Physicists denote the two basic states of a qubit as |0⟩ (ket 0) and |1⟩ (ket 1). These resemble classical bits (0 or 1 in computers), but quantum rules unlock far more power.
The Foundation: |0⟩ and |1⟩
A classical bit is either 0 or 1. A qubit starts in a definite state too:
- |0⟩ often represents the ground state (like an electron at lowest energy).
- |1⟩ represents the excited state.
We can write any pure basic state as |ψ⟩ = |0⟩ or |ψ⟩ = |1⟩.
Yet the magic begins when we go beyond these.
Superposition: Being in Two States at Once
A qubit can exist in a superposition – a linear combination of |0⟩ and |1⟩ simultaneously.

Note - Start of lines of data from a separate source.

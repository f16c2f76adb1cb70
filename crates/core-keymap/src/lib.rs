//! core-keymap: ordered shortcut table.
//!
//! Design principles:
//! - Pure and deterministic: resolution depends only on the key event and the chord flag.
//! - Bindings are tried in declaration order and the first match wins, so overlapping
//!   patterns (e.g. `Tab` with or without shift) are disambiguated by order alone.
//! - No side effects: logging only at TRACE for the matched binding.

use core_events::KeyEvent;
use smallvec::SmallVec;
use tracing::trace;

// -------------------------------------------------------------------------------------------------
// Symbolic output
// -------------------------------------------------------------------------------------------------
#[derive(Debug, Clone, Copy, PartialEq, Eq, Hash)]
pub enum Shortcut {
    Indent,
    Outdent,
    EnterIndent,
    ToggleComment,
    /// First half of the two-key chord.
    ChordStart,
    /// Second half, only reachable while a chord is pending.
    ChordComplete,
    Save,
    Undo,
    Redo,
}

impl Shortcut {
    /// Line written to the event log when the shortcut runs.
    pub fn log_line(self) -> &'static str {
        match self {
            Shortcut::Indent => "Action: Indent",
            Shortcut::Outdent => "Action: Outdent",
            Shortcut::EnterIndent => "Action: Enter Indent",
            Shortcut::ToggleComment => "Action: Toggle Comment",
            Shortcut::ChordStart => "Chord Step 1: Ctrl+K",
            Shortcut::ChordComplete => "Action: Chord Success",
            Shortcut::Save => "Action: Save",
            Shortcut::Undo => "Action: Undo",
            Shortcut::Redo => "Action: Redo",
        }
    }
}

// -------------------------------------------------------------------------------------------------
// Patterns
// -------------------------------------------------------------------------------------------------
#[derive(Debug, Clone, PartialEq, Eq)]
pub enum KeyMatch {
    /// Key name must match exactly (`Tab`, `Enter`, `/`).
    Exact(String),
    /// ASCII case-insensitive (`k` matches `K` reported while shift is held).
    IgnoreCase(String),
}

impl KeyMatch {
    fn matches(&self, key: &str) -> bool {
        match self {
            KeyMatch::Exact(k) => k == key,
            KeyMatch::IgnoreCase(k) => k.eq_ignore_ascii_case(key),
        }
    }
}

#[derive(Debug, Clone, Copy, PartialEq, Eq)]
pub enum ModifierRule {
    /// Primary modifier may or may not be held.
    Ignored,
    Required,
}

#[derive(Debug, Clone, Copy, PartialEq, Eq)]
pub enum ShiftRule {
    Any,
    Held,
    Released,
}

#[derive(Debug, Clone, PartialEq, Eq)]
pub struct KeyPattern {
    pub key: KeyMatch,
    pub modifier: ModifierRule,
    pub shift: ShiftRule,
    /// Only matches while the first half of a chord is pending.
    pub requires_chord: bool,
}

impl KeyPattern {
    pub fn new(key: KeyMatch, modifier: ModifierRule, shift: ShiftRule) -> Self {
        Self {
            key,
            modifier,
            shift,
            requires_chord: false,
        }
    }

    pub fn in_chord(mut self) -> Self {
        self.requires_chord = true;
        self
    }

    pub fn matches(&self, ev: &KeyEvent, chord_active: bool) -> bool {
        if self.requires_chord && !chord_active {
            return false;
        }
        if self.modifier == ModifierRule::Required && !ev.modifier_held {
            return false;
        }
        let shift_ok = match self.shift {
            ShiftRule::Any => true,
            ShiftRule::Held => ev.shift_held,
            ShiftRule::Released => !ev.shift_held,
        };
        shift_ok && self.key.matches(&ev.key)
    }
}

#[derive(Debug, Clone)]
pub struct Binding {
    pub pattern: KeyPattern,
    pub shortcut: Shortcut,
}

// -------------------------------------------------------------------------------------------------
// Keymap
// -------------------------------------------------------------------------------------------------
#[derive(Debug, Clone)]
pub struct Keymap {
    bindings: SmallVec<[Binding; 10]>,
}

impl Default for Keymap {
    fn default() -> Self {
        Self::new(baseline_bindings())
    }
}

impl Keymap {
    pub fn new(bindings: impl IntoIterator<Item = Binding>) -> Self {
        Self {
            bindings: bindings.into_iter().collect(),
        }
    }

    pub fn bindings(&self) -> &[Binding] {
        &self.bindings
    }

    /// First binding matching `ev`, or `None` for a pass-through key.
    pub fn resolve(&self, ev: &KeyEvent, chord_active: bool) -> Option<Shortcut> {
        let hit = self
            .bindings
            .iter()
            .enumerate()
            .find(|(_, b)| b.pattern.matches(ev, chord_active));
        match hit {
            Some((index, binding)) => {
                trace!(target: "keymap.resolve", key = ev.key.as_str(), index, shortcut = ?binding.shortcut, "matched");
                Some(binding.shortcut)
            }
            None => {
                trace!(target: "keymap.resolve", key = ev.key.as_str(), modifier = ev.modifier_held, shift = ev.shift_held, chord_active, "pass_through");
                None
            }
        }
    }
}

/// The editor's shortcuts in priority order.
pub fn baseline_bindings() -> Vec<Binding> {
    use KeyMatch::{Exact, IgnoreCase};
    use ModifierRule::{Ignored, Required};
    use ShiftRule::{Any, Held, Released};

    let bind = |pattern: KeyPattern, shortcut: Shortcut| Binding { pattern, shortcut };
    vec![
        bind(
            KeyPattern::new(Exact("Tab".into()), Ignored, Released),
            Shortcut::Indent,
        ),
        bind(
            KeyPattern::new(Exact("Tab".into()), Ignored, Held),
            Shortcut::Outdent,
        ),
        bind(
            KeyPattern::new(Exact("Enter".into()), Ignored, Any),
            Shortcut::EnterIndent,
        ),
        bind(
            KeyPattern::new(Exact("/".into()), Required, Any),
            Shortcut::ToggleComment,
        ),
        bind(
            KeyPattern::new(IgnoreCase("k".into()), Required, Any),
            Shortcut::ChordStart,
        ),
        bind(
            KeyPattern::new(IgnoreCase("c".into()), Required, Any).in_chord(),
            Shortcut::ChordComplete,
        ),
        bind(
            KeyPattern::new(IgnoreCase("s".into()), Required, Any),
            Shortcut::Save,
        ),
        bind(
            KeyPattern::new(IgnoreCase("z".into()), Required, Released),
            Shortcut::Undo,
        ),
        bind(
            KeyPattern::new(IgnoreCase("z".into()), Required, Held),
            Shortcut::Redo,
        ),
    ]
}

Mathematically: |ψ⟩ = α|0⟩ + β|1⟩
Here, α and β are complex numbers (amplitudes), and |α|² + |β|² = 1 (normalization – the total probability must be 100%).
This means the qubit is partly |0⟩ and partly |1⟩ until measured. Upon measurement, it “collapses” to |0⟩ with probability |α|² or |1⟩ with |β|².
A famous example is Schrödinger’s cat (thought experiment): the cat is in superposition of alive and dead until observed.
We visualize superposition on the Bloch sphere: |0⟩ at the north pole, |1⟩ at the south pole, and superpositions as points on the surface.
Superposition enables quantum computers to explore many possibilities simultaneously – the source of their potential speedup.
Entanglement: Spooky Action at a Distance
Entanglement takes quantum weirdness further. When two qubits become entangled, their states link inextricably – even across vast distances.
A common entangled state (Bell state): |ψ⟩ = (1/√2) (|00⟩ + |11⟩)
If you measure the first qubit as |0⟩, the second instantly becomes |0⟩ (and vice versa for |1⟩) – no matter how far apart.
Einstein called this “spooky action at a distance” because it seems to violate locality (information faster than light). However, quantum mechanics shows no information transfers faster than light – we can’t use it for instant communication.
Entanglement powers quantum cryptography, teleportation, and the exponential advantage in quantum computing.
Why It Matters
From simple |0⟩ and |1⟩, superposition lets qubits hold vast information in parallel. Entanglement correlates them in ways classical systems can’t replicate.
Together, they form the foundation of quantum technologies – from secure communication to solving impossible classical problems.
Quantum mechanics isn’t just theory; experiments confirm these phenomena daily. The universe operates on probabilities and connections deeper than we imagine.